Available records ->

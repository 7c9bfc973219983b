//! Reusable timer identities.
//!
//! Released identities go onto one of two free lists. The coordinating
//! thread owns the local list; every other thread pushes onto the shared list
//! and raises a dirty flag. The coordinating thread only takes the shared
//! lock when the flag says there is something to merge.

use parking_lot::Mutex;

use std::sync::atomic::{AtomicBool, AtomicU64, Ordering};

/// Identity value marking a released handle. Never minted.
pub(crate) const RELEASED: u64 = u64::MAX;

pub(crate) struct IdAllocator {
    // Only touched on the coordinating thread; the lock is never contended.
    local: Mutex<Vec<u64>>,
    shared: Mutex<Vec<u64>>,
    shared_dirty: AtomicBool,
    next: AtomicU64,
}

impl IdAllocator {
    pub(crate) fn with_capacity(capacity: usize) -> Self {
        Self {
            local: Mutex::new(Vec::with_capacity(capacity)),
            shared: Mutex::new(Vec::new()),
            shared_dirty: AtomicBool::new(false),
            next: AtomicU64::new(0),
        }
    }

    /// Hands out an identity no live handle holds.
    pub(crate) fn allocate(&self, on_coordinating: bool) -> u64 {
        if !on_coordinating {
            return self.shared.lock().pop().unwrap_or_else(|| self.mint());
        }

        let mut local = self.local.lock();

        if let Some(id) = local.pop() {
            return id;
        }

        // Local list is empty: pick up what other threads released, if anything.
        self.merge_into(&mut local);
        local.pop().unwrap_or_else(|| self.mint())
    }

    /// Returns `id` to the free list matching the calling thread.
    pub(crate) fn release(&self, id: u64, on_coordinating: bool) {
        if on_coordinating {
            self.local.lock().push(id);
            return;
        }

        let mut shared = self.shared.lock();
        shared.push(id);
        self.shared_dirty.store(true, Ordering::Release);
    }

    /// Moves identities released by other threads onto the local list.
    ///
    /// Coordinating thread only. Returns how many were moved.
    pub(crate) fn merge_released(&self) -> usize {
        let mut local = self.local.lock();
        self.merge_into(&mut local)
    }

    /// Number of identities minted so far.
    pub(crate) fn minted(&self) -> u64 {
        self.next.load(Ordering::Acquire)
    }

    fn merge_into(&self, local: &mut Vec<u64>) -> usize {
        if !self.shared_dirty.swap(false, Ordering::AcqRel) {
            return 0;
        }

        let mut shared = self.shared.lock();
        let moved = shared.len();
        local.append(&mut shared);
        moved
    }

    fn mint(&self) -> u64 {
        self.next.fetch_add(1, Ordering::AcqRel)
    }
}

Directions -> When you restate the listing, keep each line identical to the original.

Written answer ->
repository 7c9bfc973219983b
//! Reusable timer identities.
//!
//! Released identities go onto one of two free lists. The coordinating
//! thread owns the local list; every other thread pushes onto the shared list
//! and raises a dirty flag. The coordinating thread only takes the shared
//! lock when the flag says there is something to merge.

use parking_lot::Mutex;

use std::sync::atomic::{AtomicBool, AtomicU64, Ordering};

/// Identity value marking a released handle. Never minted.
pub(crate) const RELEASED: u64 = u64::MAX;

pub(crate) struct IdAllocator {
    // Only touched on the coordinating thread; the lock is never contended.
    local: Mutex<Vec<u64>>,
    shared: Mutex<Vec<u64>>,
    shared_dirty: AtomicBool,
    next: AtomicU64,
}

impl IdAllocator {
    pub(crate) fn with_capacity(capacity: usize) -> Self {
        Self {
            local: Mutex::new(Vec::with_capacity(capacity)),
            shared: Mutex::new(Vec::new()),
            shared_dirty: AtomicBool::new(false),
            next: AtomicU64::new(0),
        }
    }

    /// Hands out an identity no live handle holds.
    pub(crate) fn allocate(&self, on_coordinating: bool) -> u64 {
        if !on_coordinating {
            return self.shared.lock().pop().unwrap_or_else(|| self.mint());
        }

        let mut local = self.local.lock();

        if let Some(id) = local.pop() {
            return id;
        }

        // Local list is empty: pick up what other threads released, if anything.
        self.merge_into(&mut local);
        local.pop().unwrap_or_else(|| self.mint())
    }

    /// Returns `id` to the free list matching the calling thread.
    pub(crate) fn release(&self, id: u64, on_coordinating: bool) {
        if on_coordinating {
            self.local.lock().push(id);
            return;
        }

        let mut shared = self.shared.lock();
        shared.push(id);
        self.shared_dirty.store(true, Ordering::Release);
    }

    /// Moves identities released by other threads onto the local list.
    ///
    /// Coordinating thread only. Returns how many were moved.
    pub(crate) fn merge_released(&self) -> usize {
        let mut local = self.local.lock();
        self.merge_into(&mut local)
    }

    /// Number of identities minted so far.
    pub(crate) fn minted(&self) -> u64 {
        self.next.load(Ordering::Acquire)
    }

    fn merge_into(&self, local: &mut Vec<u64>) -> usize {
        if !self.shared_dirty.swap(false, Ordering::AcqRel) {
            return 0;
        }

        let mut shared = self.shared.lock();
        let moved = shared.len();
        local.append(&mut shared);
        moved
    }

    fn mint(&self) -> u64 {
        self.next.fetch_add(1, Ordering::AcqRel)
    }
}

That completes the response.